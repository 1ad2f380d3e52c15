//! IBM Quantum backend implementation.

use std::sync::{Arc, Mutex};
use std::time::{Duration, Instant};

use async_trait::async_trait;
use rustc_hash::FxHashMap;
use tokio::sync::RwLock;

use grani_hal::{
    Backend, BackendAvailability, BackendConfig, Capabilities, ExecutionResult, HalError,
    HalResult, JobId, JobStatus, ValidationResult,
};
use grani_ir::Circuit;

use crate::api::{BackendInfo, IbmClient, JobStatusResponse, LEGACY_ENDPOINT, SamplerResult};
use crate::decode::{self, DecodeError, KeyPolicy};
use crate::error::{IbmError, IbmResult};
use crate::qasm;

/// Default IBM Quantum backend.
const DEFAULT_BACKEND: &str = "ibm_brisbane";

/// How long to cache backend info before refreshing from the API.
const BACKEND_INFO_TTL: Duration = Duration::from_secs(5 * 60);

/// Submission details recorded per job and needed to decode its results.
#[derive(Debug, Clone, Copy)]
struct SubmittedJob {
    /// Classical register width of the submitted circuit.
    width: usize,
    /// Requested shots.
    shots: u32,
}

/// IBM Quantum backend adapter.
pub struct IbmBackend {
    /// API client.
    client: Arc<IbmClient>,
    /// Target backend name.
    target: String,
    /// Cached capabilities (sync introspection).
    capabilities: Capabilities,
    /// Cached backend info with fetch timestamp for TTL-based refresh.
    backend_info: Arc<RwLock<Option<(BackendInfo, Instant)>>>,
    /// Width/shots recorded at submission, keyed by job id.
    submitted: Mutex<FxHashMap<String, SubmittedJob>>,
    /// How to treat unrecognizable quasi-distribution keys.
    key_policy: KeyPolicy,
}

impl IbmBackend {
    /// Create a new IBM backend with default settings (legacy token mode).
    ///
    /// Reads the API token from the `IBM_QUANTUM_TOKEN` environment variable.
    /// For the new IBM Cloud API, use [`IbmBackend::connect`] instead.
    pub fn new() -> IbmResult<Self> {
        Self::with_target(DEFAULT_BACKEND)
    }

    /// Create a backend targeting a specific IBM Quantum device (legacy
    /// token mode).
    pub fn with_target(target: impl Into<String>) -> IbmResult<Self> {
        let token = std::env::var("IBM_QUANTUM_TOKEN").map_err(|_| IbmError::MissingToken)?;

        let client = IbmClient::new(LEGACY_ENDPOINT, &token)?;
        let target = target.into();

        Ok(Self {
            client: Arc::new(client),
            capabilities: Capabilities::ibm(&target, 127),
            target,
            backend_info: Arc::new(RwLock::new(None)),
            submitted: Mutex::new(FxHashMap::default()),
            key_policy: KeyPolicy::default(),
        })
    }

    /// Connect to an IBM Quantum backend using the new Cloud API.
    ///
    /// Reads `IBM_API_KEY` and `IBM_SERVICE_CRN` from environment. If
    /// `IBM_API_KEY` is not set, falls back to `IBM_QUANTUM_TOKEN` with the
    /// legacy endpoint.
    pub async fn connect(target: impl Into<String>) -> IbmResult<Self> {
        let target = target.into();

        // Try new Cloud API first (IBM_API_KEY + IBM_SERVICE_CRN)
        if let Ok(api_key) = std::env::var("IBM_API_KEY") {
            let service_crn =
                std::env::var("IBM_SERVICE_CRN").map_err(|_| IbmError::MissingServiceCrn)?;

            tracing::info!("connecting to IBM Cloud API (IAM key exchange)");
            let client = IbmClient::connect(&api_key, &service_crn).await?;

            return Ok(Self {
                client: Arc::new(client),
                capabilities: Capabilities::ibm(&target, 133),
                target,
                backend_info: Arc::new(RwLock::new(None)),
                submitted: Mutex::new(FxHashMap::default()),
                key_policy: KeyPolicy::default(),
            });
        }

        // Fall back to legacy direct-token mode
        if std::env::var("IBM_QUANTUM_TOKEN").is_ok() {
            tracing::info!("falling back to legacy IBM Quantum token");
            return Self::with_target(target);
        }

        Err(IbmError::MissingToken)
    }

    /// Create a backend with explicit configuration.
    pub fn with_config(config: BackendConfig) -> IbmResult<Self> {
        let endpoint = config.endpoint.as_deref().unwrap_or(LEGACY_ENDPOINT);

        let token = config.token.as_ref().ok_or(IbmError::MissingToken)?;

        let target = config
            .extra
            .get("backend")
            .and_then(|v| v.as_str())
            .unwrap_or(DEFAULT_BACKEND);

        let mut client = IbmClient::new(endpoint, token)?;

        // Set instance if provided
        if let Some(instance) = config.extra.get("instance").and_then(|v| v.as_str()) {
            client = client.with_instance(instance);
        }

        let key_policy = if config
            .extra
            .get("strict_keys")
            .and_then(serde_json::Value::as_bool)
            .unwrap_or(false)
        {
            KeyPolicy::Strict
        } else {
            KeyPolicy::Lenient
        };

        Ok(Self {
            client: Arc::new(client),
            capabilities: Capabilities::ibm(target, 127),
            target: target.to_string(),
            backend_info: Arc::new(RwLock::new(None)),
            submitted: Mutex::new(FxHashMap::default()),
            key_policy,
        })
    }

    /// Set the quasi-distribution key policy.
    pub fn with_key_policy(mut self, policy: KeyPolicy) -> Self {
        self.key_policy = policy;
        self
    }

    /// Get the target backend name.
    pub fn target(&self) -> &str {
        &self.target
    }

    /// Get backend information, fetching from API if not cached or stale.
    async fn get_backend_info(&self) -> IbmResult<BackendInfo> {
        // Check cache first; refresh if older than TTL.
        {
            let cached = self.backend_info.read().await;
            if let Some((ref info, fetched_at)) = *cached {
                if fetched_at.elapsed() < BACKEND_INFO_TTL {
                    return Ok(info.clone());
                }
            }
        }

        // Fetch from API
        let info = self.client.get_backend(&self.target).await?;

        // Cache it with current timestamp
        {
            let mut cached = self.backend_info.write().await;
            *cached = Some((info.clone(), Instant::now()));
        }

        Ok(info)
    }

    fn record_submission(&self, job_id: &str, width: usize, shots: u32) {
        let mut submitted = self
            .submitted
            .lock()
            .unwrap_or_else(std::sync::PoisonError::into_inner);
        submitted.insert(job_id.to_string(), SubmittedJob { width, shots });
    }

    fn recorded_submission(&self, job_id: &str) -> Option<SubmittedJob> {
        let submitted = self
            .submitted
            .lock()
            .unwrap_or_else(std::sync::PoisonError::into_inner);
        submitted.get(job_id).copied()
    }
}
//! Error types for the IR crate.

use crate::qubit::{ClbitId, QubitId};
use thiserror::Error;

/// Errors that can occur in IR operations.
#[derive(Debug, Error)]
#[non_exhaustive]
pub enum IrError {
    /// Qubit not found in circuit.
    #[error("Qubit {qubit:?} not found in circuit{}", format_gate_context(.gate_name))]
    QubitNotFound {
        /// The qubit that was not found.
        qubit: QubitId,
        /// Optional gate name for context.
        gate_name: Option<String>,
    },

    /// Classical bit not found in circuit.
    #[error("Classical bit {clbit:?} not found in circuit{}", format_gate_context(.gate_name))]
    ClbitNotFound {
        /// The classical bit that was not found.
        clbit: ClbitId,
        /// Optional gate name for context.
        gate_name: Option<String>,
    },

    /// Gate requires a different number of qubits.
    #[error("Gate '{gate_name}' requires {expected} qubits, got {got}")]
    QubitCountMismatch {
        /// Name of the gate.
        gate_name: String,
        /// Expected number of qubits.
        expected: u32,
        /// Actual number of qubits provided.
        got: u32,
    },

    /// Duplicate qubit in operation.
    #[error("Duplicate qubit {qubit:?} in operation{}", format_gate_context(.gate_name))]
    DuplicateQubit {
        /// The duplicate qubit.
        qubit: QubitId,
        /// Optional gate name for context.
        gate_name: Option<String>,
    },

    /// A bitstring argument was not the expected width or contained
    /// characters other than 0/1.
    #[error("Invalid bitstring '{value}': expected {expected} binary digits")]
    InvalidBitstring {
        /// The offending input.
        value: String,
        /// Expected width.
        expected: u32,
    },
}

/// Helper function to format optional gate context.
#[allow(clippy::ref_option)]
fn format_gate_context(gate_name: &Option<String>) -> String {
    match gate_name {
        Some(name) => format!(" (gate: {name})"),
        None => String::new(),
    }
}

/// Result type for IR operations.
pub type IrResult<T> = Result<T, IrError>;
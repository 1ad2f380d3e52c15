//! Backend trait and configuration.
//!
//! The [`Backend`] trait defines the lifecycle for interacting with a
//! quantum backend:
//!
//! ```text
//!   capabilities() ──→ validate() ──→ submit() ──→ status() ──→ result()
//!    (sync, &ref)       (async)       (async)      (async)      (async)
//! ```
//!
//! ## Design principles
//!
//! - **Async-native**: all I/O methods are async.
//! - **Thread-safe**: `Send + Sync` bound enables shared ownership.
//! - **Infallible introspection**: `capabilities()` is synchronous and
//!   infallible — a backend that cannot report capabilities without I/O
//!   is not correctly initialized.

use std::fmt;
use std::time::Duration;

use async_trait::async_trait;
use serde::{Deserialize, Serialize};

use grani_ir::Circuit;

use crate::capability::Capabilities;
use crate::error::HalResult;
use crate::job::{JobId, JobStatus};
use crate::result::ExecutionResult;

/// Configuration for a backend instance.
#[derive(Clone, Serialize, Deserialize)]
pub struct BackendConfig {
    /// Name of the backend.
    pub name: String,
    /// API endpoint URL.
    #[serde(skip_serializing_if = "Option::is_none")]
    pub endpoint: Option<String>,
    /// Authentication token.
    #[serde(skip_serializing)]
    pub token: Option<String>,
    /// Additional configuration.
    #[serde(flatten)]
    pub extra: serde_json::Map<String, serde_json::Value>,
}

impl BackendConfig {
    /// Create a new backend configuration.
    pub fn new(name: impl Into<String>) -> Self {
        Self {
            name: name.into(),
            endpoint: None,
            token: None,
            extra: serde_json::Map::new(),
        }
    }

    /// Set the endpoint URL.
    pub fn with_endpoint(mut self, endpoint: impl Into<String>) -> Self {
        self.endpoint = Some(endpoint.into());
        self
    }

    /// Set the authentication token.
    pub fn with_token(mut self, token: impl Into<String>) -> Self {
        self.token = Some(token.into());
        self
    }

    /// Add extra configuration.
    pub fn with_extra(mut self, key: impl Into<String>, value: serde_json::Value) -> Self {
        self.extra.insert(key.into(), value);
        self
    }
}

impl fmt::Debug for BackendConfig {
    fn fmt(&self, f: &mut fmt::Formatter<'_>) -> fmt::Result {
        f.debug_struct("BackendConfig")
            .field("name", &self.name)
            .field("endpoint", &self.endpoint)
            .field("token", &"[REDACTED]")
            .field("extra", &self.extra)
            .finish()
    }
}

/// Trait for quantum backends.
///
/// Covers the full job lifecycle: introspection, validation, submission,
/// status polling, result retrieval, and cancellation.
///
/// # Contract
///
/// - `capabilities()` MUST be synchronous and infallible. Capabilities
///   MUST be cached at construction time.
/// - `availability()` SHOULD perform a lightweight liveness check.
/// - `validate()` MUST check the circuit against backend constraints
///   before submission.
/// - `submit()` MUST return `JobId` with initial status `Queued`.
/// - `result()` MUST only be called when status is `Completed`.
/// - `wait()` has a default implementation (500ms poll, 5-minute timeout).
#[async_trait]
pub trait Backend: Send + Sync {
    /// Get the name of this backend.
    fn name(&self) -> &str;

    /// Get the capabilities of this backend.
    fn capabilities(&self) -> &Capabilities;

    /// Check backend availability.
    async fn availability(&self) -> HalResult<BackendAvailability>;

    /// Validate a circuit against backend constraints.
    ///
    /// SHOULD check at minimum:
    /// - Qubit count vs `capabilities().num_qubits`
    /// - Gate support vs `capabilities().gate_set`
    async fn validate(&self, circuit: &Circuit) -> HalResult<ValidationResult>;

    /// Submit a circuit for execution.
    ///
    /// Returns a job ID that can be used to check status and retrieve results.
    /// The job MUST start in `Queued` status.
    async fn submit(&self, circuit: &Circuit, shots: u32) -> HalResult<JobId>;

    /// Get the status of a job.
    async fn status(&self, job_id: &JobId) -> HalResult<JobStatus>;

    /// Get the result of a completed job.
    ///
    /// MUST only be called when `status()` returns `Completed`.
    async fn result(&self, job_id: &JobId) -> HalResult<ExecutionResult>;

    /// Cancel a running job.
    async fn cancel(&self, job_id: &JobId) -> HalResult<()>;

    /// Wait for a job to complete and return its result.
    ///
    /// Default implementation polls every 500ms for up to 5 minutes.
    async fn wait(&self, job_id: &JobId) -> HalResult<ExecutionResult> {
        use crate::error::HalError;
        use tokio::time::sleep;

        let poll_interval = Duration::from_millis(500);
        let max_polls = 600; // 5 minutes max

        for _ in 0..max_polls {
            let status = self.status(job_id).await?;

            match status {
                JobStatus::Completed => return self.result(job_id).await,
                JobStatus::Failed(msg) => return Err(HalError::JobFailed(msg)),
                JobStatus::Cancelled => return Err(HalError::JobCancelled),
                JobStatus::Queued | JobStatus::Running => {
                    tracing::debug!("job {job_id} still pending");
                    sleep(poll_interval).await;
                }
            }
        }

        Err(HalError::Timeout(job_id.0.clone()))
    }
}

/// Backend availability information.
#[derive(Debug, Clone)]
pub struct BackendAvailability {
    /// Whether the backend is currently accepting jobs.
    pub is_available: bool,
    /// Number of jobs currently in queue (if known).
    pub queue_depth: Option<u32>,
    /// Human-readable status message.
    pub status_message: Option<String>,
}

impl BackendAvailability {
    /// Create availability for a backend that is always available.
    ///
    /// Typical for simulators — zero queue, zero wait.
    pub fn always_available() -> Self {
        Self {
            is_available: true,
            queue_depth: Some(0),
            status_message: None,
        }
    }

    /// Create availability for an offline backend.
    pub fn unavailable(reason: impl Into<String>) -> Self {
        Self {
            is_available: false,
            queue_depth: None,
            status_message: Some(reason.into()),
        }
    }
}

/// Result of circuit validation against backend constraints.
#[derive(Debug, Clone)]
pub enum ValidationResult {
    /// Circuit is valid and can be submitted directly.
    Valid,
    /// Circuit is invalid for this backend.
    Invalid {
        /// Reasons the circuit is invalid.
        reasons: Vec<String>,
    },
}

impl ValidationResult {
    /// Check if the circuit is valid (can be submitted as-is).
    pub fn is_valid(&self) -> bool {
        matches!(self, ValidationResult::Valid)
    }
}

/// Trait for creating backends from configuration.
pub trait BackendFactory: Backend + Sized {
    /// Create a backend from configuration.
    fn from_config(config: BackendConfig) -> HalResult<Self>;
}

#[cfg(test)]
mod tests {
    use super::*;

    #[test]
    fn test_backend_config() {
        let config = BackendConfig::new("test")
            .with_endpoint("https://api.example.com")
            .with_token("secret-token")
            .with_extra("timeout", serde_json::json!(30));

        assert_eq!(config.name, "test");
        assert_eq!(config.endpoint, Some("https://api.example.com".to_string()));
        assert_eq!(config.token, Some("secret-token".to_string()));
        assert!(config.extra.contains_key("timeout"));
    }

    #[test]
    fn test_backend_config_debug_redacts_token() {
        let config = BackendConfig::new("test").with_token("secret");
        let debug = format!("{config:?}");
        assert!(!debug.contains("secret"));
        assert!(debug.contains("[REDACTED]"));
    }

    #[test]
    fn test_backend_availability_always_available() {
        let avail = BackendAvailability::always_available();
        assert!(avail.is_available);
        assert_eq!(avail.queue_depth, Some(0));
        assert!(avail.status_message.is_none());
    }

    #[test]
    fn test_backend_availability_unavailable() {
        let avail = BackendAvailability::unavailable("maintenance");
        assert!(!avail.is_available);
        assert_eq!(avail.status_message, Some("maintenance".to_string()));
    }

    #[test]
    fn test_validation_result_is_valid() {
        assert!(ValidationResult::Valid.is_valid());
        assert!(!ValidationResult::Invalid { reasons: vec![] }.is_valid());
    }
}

☆ ☆ ☆ ☆

Assignment. Only one thing is wanted in reply: the number of lines in the entries that hold the string "SHOULD".

Solved problem. 2